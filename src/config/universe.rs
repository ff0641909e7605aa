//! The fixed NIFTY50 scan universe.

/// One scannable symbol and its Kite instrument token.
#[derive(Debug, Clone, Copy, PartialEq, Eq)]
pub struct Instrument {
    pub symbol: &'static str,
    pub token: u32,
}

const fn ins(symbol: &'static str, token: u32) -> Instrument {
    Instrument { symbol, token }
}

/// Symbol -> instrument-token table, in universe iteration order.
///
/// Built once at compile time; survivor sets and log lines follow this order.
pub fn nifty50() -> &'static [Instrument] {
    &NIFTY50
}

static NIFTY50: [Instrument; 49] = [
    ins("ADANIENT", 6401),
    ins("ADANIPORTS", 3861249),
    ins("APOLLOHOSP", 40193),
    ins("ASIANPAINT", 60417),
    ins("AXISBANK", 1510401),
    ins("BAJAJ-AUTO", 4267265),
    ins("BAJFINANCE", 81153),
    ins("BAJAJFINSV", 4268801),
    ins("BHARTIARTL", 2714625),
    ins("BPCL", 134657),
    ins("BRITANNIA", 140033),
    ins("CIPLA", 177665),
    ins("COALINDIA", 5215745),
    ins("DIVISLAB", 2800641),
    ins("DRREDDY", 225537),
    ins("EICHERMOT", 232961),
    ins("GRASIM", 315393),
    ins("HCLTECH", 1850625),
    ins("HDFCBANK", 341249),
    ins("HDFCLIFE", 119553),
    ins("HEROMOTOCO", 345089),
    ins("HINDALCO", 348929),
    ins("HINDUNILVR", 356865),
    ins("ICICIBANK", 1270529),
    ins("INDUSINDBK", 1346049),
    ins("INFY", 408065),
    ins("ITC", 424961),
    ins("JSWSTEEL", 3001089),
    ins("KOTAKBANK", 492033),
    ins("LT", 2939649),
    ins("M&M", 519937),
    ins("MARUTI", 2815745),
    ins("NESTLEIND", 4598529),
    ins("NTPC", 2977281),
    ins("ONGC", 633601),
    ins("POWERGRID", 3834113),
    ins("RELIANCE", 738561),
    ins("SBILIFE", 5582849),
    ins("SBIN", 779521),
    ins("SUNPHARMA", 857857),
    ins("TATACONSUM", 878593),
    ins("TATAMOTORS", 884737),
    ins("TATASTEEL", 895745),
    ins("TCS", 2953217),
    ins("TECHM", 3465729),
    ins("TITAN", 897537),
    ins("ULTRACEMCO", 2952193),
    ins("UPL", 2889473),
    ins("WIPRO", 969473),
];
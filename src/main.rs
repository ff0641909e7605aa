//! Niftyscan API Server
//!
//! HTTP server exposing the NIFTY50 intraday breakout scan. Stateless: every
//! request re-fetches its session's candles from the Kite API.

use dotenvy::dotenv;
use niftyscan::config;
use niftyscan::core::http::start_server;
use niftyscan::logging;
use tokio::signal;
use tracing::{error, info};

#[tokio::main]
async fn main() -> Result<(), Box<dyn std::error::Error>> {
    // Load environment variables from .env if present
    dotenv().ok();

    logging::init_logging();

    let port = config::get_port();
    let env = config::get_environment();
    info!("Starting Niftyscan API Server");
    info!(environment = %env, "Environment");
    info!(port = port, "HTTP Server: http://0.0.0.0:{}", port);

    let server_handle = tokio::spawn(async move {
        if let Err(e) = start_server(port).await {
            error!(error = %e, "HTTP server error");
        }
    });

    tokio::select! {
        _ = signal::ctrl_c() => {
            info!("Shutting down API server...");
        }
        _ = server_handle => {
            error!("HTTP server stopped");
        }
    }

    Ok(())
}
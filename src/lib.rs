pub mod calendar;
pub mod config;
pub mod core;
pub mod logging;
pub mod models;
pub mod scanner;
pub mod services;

▬▬▬▬▬▬

■ What you will do ■
Search the records above for "core". Copy each line where it is found.

■ Written reply ■
use niftyscan::core::http::start_server;
pub mod core;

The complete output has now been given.